In this study, Thomas W. von Geldern, et al reported the discovery of a new anti-Wolbachia compound, ABBV-4083, derived from the macrolide antibiotic Tylosin A. Chemical modification of Tylosin A leads to improvements in anti-Wolbachia activity and oral pharmacokinetic properties. ABBV-4083, an optimized Tylosin A analog, has been selected for clinical evaluation. Gratifyingly, ABBV-4083 exceeds the efficacy of Doxycycline and meets many of the stated pre-clinical goals for a next-generation anti-filarial agent. Herein Thomas W. von Geldern, et al described the details of the discovery program leading to the identification of this novel anti-filarial agent.
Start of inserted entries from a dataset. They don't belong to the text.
// Pending transaction collection:
// - insert one, list all (newest first)
// - flag updates (processed, description, direct category/tags)
// - delete one, delete many by id, delete all processed

use super::{decode_tags, encode_tags, from_millis, from_optional_millis, to_millis};
use crate::models::{DirectAssignment, NewPendingTransaction, PendingTransaction};
use chrono::{DateTime, Utc};
use sqlx::{sqlite::SqliteRow, Pool, QueryBuilder, Row, Sqlite};
use tracing::debug;

const SELECT_COLUMNS: &str = "SELECT id, store_name, amount, currency, date, email_id, created_at,
        processed, processed_at, description, description_added_at, requires_description,
        has_mapping, category, tags, mapping_updated_at
    FROM pending_transactions";

fn row_to_transaction(row: &SqliteRow) -> Result<PendingTransaction, sqlx::Error> {
    let category: Option<String> = row.try_get("category")?;
    let assigned = match category {
        Some(category) => Some(DirectAssignment {
            has_mapping: row.try_get::<Option<bool>, _>("has_mapping")?.unwrap_or(true),
            category,
            tags: decode_tags("tags", row.try_get("tags")?)?.unwrap_or_default(),
            mapping_updated_at: from_millis(
                "mapping_updated_at",
                row.try_get::<Option<i64>, _>("mapping_updated_at")?.unwrap_or_default(),
            )?,
        }),
        None => None,
    };

    Ok(PendingTransaction {
        id: row.try_get("id")?,
        store_name: row.try_get("store_name")?,
        amount: row.try_get("amount")?,
        currency: row.try_get("currency")?,
        date: row.try_get("date")?,
        email_id: row.try_get("email_id")?,
        created_at: from_millis("created_at", row.try_get("created_at")?)?,
        processed: row.try_get("processed")?,
        processed_at: from_optional_millis("processed_at", row.try_get("processed_at")?)?,
        description: row.try_get("description")?,
        description_added_at: from_optional_millis(
            "description_added_at",
            row.try_get("description_added_at")?,
        )?,
        requires_description: row.try_get("requires_description")?,
        assigned,
    })
}

pub async fn insert_pending(
    pool: &Pool<Sqlite>,
    transaction: &NewPendingTransaction,
    created_at: DateTime<Utc>,
) -> Result<i64, sqlx::Error> {
    let result = sqlx::query(
        r#"INSERT INTO pending_transactions
           (store_name, amount, currency, date, email_id, created_at,
            processed, requires_description)
           VALUES (?, ?, ?, ?, ?, ?, 0, ?)"#,
    )
    .bind(&transaction.store_name)
    .bind(transaction.amount)
    .bind(&transaction.currency)
    .bind(&transaction.date)
    .bind(&transaction.email_id)
    .bind(to_millis(created_at))
    .bind(transaction.requires_description)
    .execute(pool)
    .await?;

    Ok(result.last_insert_rowid())
}

pub async fn list_pending(pool: &Pool<Sqlite>) -> Result<Vec<PendingTransaction>, sqlx::Error> {
    let rows = sqlx::query(&format!("{} ORDER BY created_at DESC, id DESC", SELECT_COLUMNS))
        .fetch_all(pool)
        .await?;

    rows.iter().map(row_to_transaction).collect()
}

pub async fn get_pending(
    pool: &Pool<Sqlite>,
    id: i64,
) -> Result<Option<PendingTransaction>, sqlx::Error> {
    let row = sqlx::query(&format!("{} WHERE id = ?", SELECT_COLUMNS))
        .bind(id)
        .fetch_optional(pool)
        .await?;

    row.as_ref().map(row_to_transaction).transpose()
}

/// Returns the number of matched rows.
pub async fn mark_processed(
    pool: &Pool<Sqlite>,
    id: i64,
    processed_at: DateTime<Utc>,
) -> Result<u64, sqlx::Error> {
    let result = sqlx::query(
        "UPDATE pending_transactions SET processed = 1, processed_at = ? WHERE id = ?",
    )
    .bind(to_millis(processed_at))
    .bind(id)
    .execute(pool)
    .await?;

    Ok(result.rows_affected())
}

/// A `None` description removes it.
pub async fn set_description(
    pool: &Pool<Sqlite>,
    id: i64,
    description: Option<&str>,
    added_at: DateTime<Utc>,
) -> Result<bool, sqlx::Error> {
    let result = sqlx::query(
        "UPDATE pending_transactions SET description = ?, description_added_at = ? WHERE id = ?",
    )
    .bind(description)
    .bind(to_millis(added_at))
    .bind(id)
    .execute(pool)
    .await?;

    Ok(result.rows_affected() > 0)
}

/// Writes category and tags onto the transaction itself, bypassing the mapping table.
pub async fn assign_mapping(
    pool: &Pool<Sqlite>,
    id: i64,
    category: &str,
    tags: &[String],
    updated_at: DateTime<Utc>,
) -> Result<bool, sqlx::Error> {
    let result = sqlx::query(
        r#"UPDATE pending_transactions
           SET category = ?, tags = ?, has_mapping = 1, mapping_updated_at = ?
           WHERE id = ?"#,
    )
    .bind(category)
    .bind(encode_tags(tags)?)
    .bind(to_millis(updated_at))
    .bind(id)
    .execute(pool)
    .await?;

    Ok(result.rows_affected() > 0)
}

pub async fn delete_pending(pool: &Pool<Sqlite>, id: i64) -> Result<bool, sqlx::Error> {
    let result = sqlx::query("DELETE FROM pending_transactions WHERE id = ?")
        .bind(id)
        .execute(pool)
        .await?;

    Ok(result.rows_affected() > 0)
}

/// Single delete-many over the given ids; returns what storage reports as deleted.
pub async fn delete_many(pool: &Pool<Sqlite>, ids: &[i64]) -> Result<u64, sqlx::Error> {
    if ids.is_empty() {
        return Ok(0);
    }

    let mut builder: QueryBuilder<Sqlite> =
        QueryBuilder::new("DELETE FROM pending_transactions WHERE id IN (");
    let mut separated = builder.separated(", ");
    for id in ids {
        separated.push_bind(*id);
    }
    separated.push_unseparated(")");

    let result = builder.build().execute(pool).await?;
    debug!("Deleted {} of {} requested pending transactions", result.rows_affected(), ids.len());

    Ok(result.rows_affected())
}

pub async fn delete_processed(pool: &Pool<Sqlite>) -> Result<u64, sqlx::Error> {
    let result = sqlx::query("DELETE FROM pending_transactions WHERE processed = 1")
        .execute(pool)
        .await?;

    Ok(result.rows_affected())
}
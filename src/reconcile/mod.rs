//! Reconciliation rules: duplicate detection, join-on-read mapping
//! resolution, tag instructions, and display classification.
//!
//! Everything here is pure. Storage calls live in `db`, and the handlers in
//! `api` glue the two together.

pub mod classification;
pub mod dedup;
pub mod resolution;
pub mod tags;

pub use classification::{bucket_of, classify, DisplayBucket, PendingSummary, WaitingBuckets};
pub use dedup::{find_duplicates, natural_key};
pub use resolution::resolve_mappings;
pub use tags::TagUpdate;
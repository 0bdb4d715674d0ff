use crate::models::{AmountInput, IdInput};
use chrono::NaiveDate;
use thiserror::Error;

#[derive(Error, Debug)]
pub enum ValidationError {
    #[error("Missing required parameter: {0}")]
    MissingParameter(String),

    #[error("Invalid parameter: {0}")]
    InvalidParameter(String),
}

/// Trimmed, non-empty text or a missing-parameter error naming the field.
pub fn require_text(field: &str, value: Option<&str>) -> Result<String, ValidationError> {
    match value.map(str::trim) {
        Some(text) if !text.is_empty() => Ok(text.to_string()),
        _ => Err(ValidationError::MissingParameter(field.to_string())),
    }
}

pub fn validate_id(raw: &str) -> Result<i64, ValidationError> {
    match raw.trim().parse::<i64>() {
        Ok(id) if id > 0 => Ok(id),
        _ => Err(ValidationError::InvalidParameter(format!(
            "id must be a positive integer, got '{}'",
            raw
        ))),
    }
}

pub fn validate_id_input(value: Option<&IdInput>) -> Result<i64, ValidationError> {
    match value {
        None => Err(ValidationError::MissingParameter("id".to_string())),
        Some(IdInput::Number(id)) => validate_id(&id.to_string()),
        Some(IdInput::Text(raw)) if raw.trim().is_empty() => {
            Err(ValidationError::MissingParameter("id".to_string()))
        }
        Some(IdInput::Text(raw)) => validate_id(raw),
    }
}

pub fn validate_amount(value: Option<&AmountInput>) -> Result<f64, ValidationError> {
    let amount = match value {
        None => return Err(ValidationError::MissingParameter("amount".to_string())),
        Some(AmountInput::Number(n)) => *n,
        Some(AmountInput::Text(raw)) => {
            let raw = raw.trim();
            if raw.is_empty() {
                return Err(ValidationError::MissingParameter("amount".to_string()));
            }
            raw.parse::<f64>().map_err(|_| {
                ValidationError::InvalidParameter(format!("amount is not a number: '{}'", raw))
            })?
        }
    };

    if !amount.is_finite() {
        return Err(ValidationError::InvalidParameter(
            "amount must be a finite number".to_string(),
        ));
    }

    Ok(amount)
}

/// Dates are calendar dates in `YYYY-MM-DD`; the string itself is kept as the stored value.
pub fn validate_date(value: Option<&str>) -> Result<String, ValidationError> {
    let date = require_text("date", value)?;
    NaiveDate::parse_from_str(&date, "%Y-%m-%d").map_err(|_| {
        ValidationError::InvalidParameter(format!("date must be YYYY-MM-DD, got '{}'", date))
    })?;
    Ok(date)
}

pub fn validate_tags(tags: Vec<String>) -> Vec<String> {
    tags.into_iter()
        .map(|t| t.trim().to_string())
        .filter(|t| !t.is_empty())
        .collect()
}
Consequently, a safer, faster anti-Wolbachia agent would be a valuable addition to the filariasis pharmacopeia.

Based on above data, ABBV-4083 demonstrates potential improvements over the use of Doxycycline as an anti-Wolbachia agent in terms of both safety and reduces treatment duration. All in all, ABBV-4083, a novel analog of Tylosin A that has potent anti-Wolbachia and anti-filarial activity.

PLoS Negl Trop Dis. 2019 Feb 28;13(2):e0007159.